焼き加減は、聞くまでもなくウエルダン-。日本代表バヒド・ハリルホジッチ監督(63)が代表合宿中に選手の食卓にのぼる肉を、必ずウエルダン(よく火を通したもの)にするよう厳命していることが16日、分かった。日本橋高島屋(東京・日本橋)で23日まで開催中の大東北展に自身が経営する「アルパインローズ」(福島・広野町)を特別出店中の代表シェフ、西芳照氏(53)が、ハリル流の一部をチラリと明かした。

 現在の日本代表の食卓にレアの2文字は存在しない。肉はよく焼け-。これがハリル流だ。代表シェフで、ジーコジャパンから遠征に同行し選手の胃袋をガッチリつかみ絶大な信頼を寄せられている西シェフが、その一端を明かした。

 「監督からはビーフは出してもいいが、必ずウエルダンにしてくれと言われています。(仕えた歴代監督では)初めてですね」

 鮮度には細心の注意を払っているが、焼き加減によっては食中毒のリスクや、消化の面でおなかに負担をかけてしまうことも考えられる。体脂肪率から徹底管理する指揮官のこだわりは焼き加減にも及ぶ。「あとはフレッシュジュースを出してくれと。言われたのはこの2点だけです」。

 代表選手の好みや遠征先の食文化を知り尽くす西シェフだからこその準備も、大事なW杯アジア2次予選を勝ち抜く“隠し味”だ。10月にシリアと中立地オマーンで、11月にはシンガポール、カンボジアと暑い地域でのアウェー戦が続く。秘策は選手の1番人気メニュー、カレーライスの改良だった。「暑いところでは、食欲増進作用のある辛いもので体力が落ちないようにしています。カレーも辛口にして一味唐辛子で味を調整しています」。

 無事終了した9月のイラン遠征から導入。これまで甘口、辛口の2つだったルーを、辛口に一本化。好評で「辛いのが苦手」だというMF香川、DF吉田も辛口にチェンジ。ちなみに、このメニューは、出店中の大東北展のイートインコーナーで「福島野菜の代表カレー(750円)」として味わうこともできる。

 細かな指示を出すハリルホジッチ監督は試合前に必ずうどんを食べているという。うどんが大好きな香川の影響かどうかは不明だが、日本への理解は進んでいるもよう。よく焼くウエルダンで、肝心の代表チーム強化も「ウエルダン(よくやった!)」といきたいところだ。【八反誠】

<過去の代表食事メモ>

 ◆トルシエジャパン 02年W杯日韓大会では拠点とした静岡の高級旅館・葛城北の丸に依頼。指揮官は「ごちそうではなく家庭料理を」「脂ものは避けて」「生ものは駄目」「香辛料などの刺激物はよくない」と協会を通じ細かい注文を付けた。3食とも基本はご飯とみそ汁だった。

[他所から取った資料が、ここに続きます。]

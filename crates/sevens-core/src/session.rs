// Signed-in user session with SQLite-backed persistence.

use std::sync::{Mutex, MutexGuard};

use anyhow::{Context, Result};
use rusqlite::{params, Connection};
use thiserror::Error;
use tracing::{info, warn};

use crate::model::User;
use crate::source::{AccountSource, DataSourceError};

// ---------------------------------------------------------------------------
// Error types
// ---------------------------------------------------------------------------

#[derive(Debug, Error)]
pub enum AuthError {
    #[error("login failed: unknown username or wrong password")]
    InvalidCredentials,

    #[error("login failed: {0}")]
    Source(#[from] DataSourceError),

    #[error("failed to persist session: {0:#}")]
    Store(#[from] anyhow::Error),
}

// ---------------------------------------------------------------------------
// SessionStore
// ---------------------------------------------------------------------------

/// Key-value store holding persisted session blobs as JSON text.
pub struct SessionStore {
    conn: Mutex<Connection>,
}

impl SessionStore {
    /// Open (or create) the store at `path`. Pass `":memory:"` for an
    /// ephemeral store.
    pub fn open(path: &str) -> Result<Self> {
        let conn = Connection::open(path)
            .with_context(|| format!("failed to open session store at {path}"))?;

        conn.execute_batch("PRAGMA busy_timeout = 5000;")
            .context("failed to set session store pragmas")?;

        conn.execute_batch(
            "CREATE TABLE IF NOT EXISTS session_state (
                key        TEXT PRIMARY KEY,
                value      TEXT NOT NULL,
                updated_at TEXT NOT NULL DEFAULT (strftime('%Y-%m-%dT%H:%M:%fZ', 'now'))
            );",
        )
        .context("failed to create session store schema")?;

        Ok(Self {
            conn: Mutex::new(conn),
        })
    }

    /// Panics if the mutex is poisoned.
    fn conn(&self) -> MutexGuard<'_, Connection> {
        self.conn.lock().expect("session store mutex poisoned")
    }

    /// Persist `value` under `key`, replacing any previous value.
    pub fn save(&self, key: &str, value: &serde_json::Value) -> Result<()> {
        let json_str = serde_json::to_string(value).context("failed to serialize session value")?;
        self.conn()
            .execute(
                "INSERT OR REPLACE INTO session_state (key, value) VALUES (?1, ?2)",
                params![key, json_str],
            )
            .context("failed to save session value")?;
        Ok(())
    }

    /// Load the value stored under `key`, if any.
    pub fn load(&self, key: &str) -> Result<Option<serde_json::Value>> {
        let conn = self.conn();
        let mut stmt = conn
            .prepare("SELECT value FROM session_state WHERE key = ?1")
            .context("failed to prepare session load query")?;
        let mut rows = stmt
            .query_map(params![key], |row| row.get::<_, String>(0))
            .context("failed to query session state")?;

        match rows.next() {
            Some(row) => {
                let json_str = row.context("failed to read session row")?;
                let value = serde_json::from_str(&json_str)
                    .context("failed to deserialize session value")?;
                Ok(Some(value))
            }
            None => Ok(None),
        }
    }

    pub fn remove(&self, key: &str) -> Result<()> {
        self.conn()
            .execute("DELETE FROM session_state WHERE key = ?1", params![key])
            .context("failed to remove session value")?;
        Ok(())
    }
}

// ---------------------------------------------------------------------------
// Session
// ---------------------------------------------------------------------------

/// The current user, passed explicitly to whoever needs it.
///
/// Lifecycle: [`restore`](Session::restore) on startup,
/// [`login`](Session::login) populates, [`logout`](Session::logout) clears.
pub struct Session {
    store: SessionStore,
    user: Option<User>,
}

impl Session {
    /// Key the signed-in user is persisted under.
    pub const USER_KEY: &'static str = "user";

    /// A signed-out session over `store`.
    pub fn new(store: SessionStore) -> Self {
        Self { store, user: None }
    }

    /// A signed-out session that persists nothing beyond the process.
    pub fn in_memory() -> Result<Self> {
        Ok(Self::new(SessionStore::open(":memory:")?))
    }

    pub fn user(&self) -> Option<&User> {
        self.user.as_ref()
    }

    pub fn is_logged_in(&self) -> bool {
        self.user.is_some()
    }

    pub fn role(&self) -> Option<&str> {
        self.user.as_ref().map(User::effective_role)
    }

    /// Rehydrate the user persisted by a previous run. Returns whether a user
    /// was restored. An unreadable blob is discarded and logged.
    pub fn restore(&mut self) -> Result<bool> {
        let Some(value) = self.store.load(Self::USER_KEY)? else {
            return Ok(false);
        };
        match serde_json::from_value::<User>(value) {
            Ok(user) => {
                info!(username = %user.username, "session restored");
                self.user = Some(user);
                Ok(true)
            }
            Err(e) => {
                warn!("discarding unreadable persisted session: {e}");
                self.store.remove(Self::USER_KEY)?;
                Ok(false)
            }
        }
    }

    /// Look up the credentials and sign the user in.
    ///
    /// On failure the session is left signed out.
    pub async fn login<A>(
        &mut self,
        accounts: &A,
        username: &str,
        password: &str,
    ) -> Result<User, AuthError>
    where
        A: AccountSource + ?Sized,
    {
        let user = match accounts.find_user(username, password).await {
            Ok(user) => user,
            Err(DataSourceError::NotFound { .. }) => {
                warn!(username, "login rejected");
                self.clear()?;
                return Err(AuthError::InvalidCredentials);
            }
            Err(e) => {
                warn!(username, "login lookup failed: {e}");
                self.clear()?;
                return Err(e.into());
            }
        };
        self.sign_in(user.clone())?;
        info!(username, "logged in");
        Ok(user)
    }

    /// Populate the session with an already verified user and persist it.
    pub fn sign_in(&mut self, user: User) -> Result<()> {
        let value = serde_json::to_value(&user).context("failed to serialize user")?;
        self.store.save(Self::USER_KEY, &value)?;
        self.user = Some(user);
        Ok(())
    }

    /// Clear the user in memory and in the store.
    pub fn logout(&mut self) -> Result<()> {
        if let Some(user) = &self.user {
            info!(username = %user.username, "logged out");
        }
        self.clear()
    }

    fn clear(&mut self) -> Result<()> {
        self.user = None;
        self.store.remove(Self::USER_KEY)
    }
}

 ◆オシムジャパン 選手にたくましさを求めた指揮官は06年初の海外遠征(アジア杯予選サウジアラビア、イエメン戦)にはシェフを帯同しなかった。サウジに到着してすぐホテルの食事を取った。当然、日本食は出なかった。

 ◆ザックジャパン チームの雰囲気を変えたい時に、切り札として外食を許可した。W杯ブラジル大会のアジア最終予選に向けた12年6月の国内合宿中には焼き肉店、14年の本大会中のキャンプ地イトゥではシュラスコ店に選手だけで出掛けている。生ものとアルコールは抜き。

 ◆アギーレジャパン 昨年10月のシンガポール遠征(ブラジル戦)の移動中にはフードコートを利用。経由地の韓国・仁川空港で自由行動となり、FW本田らが一般客に交じって食事をしている。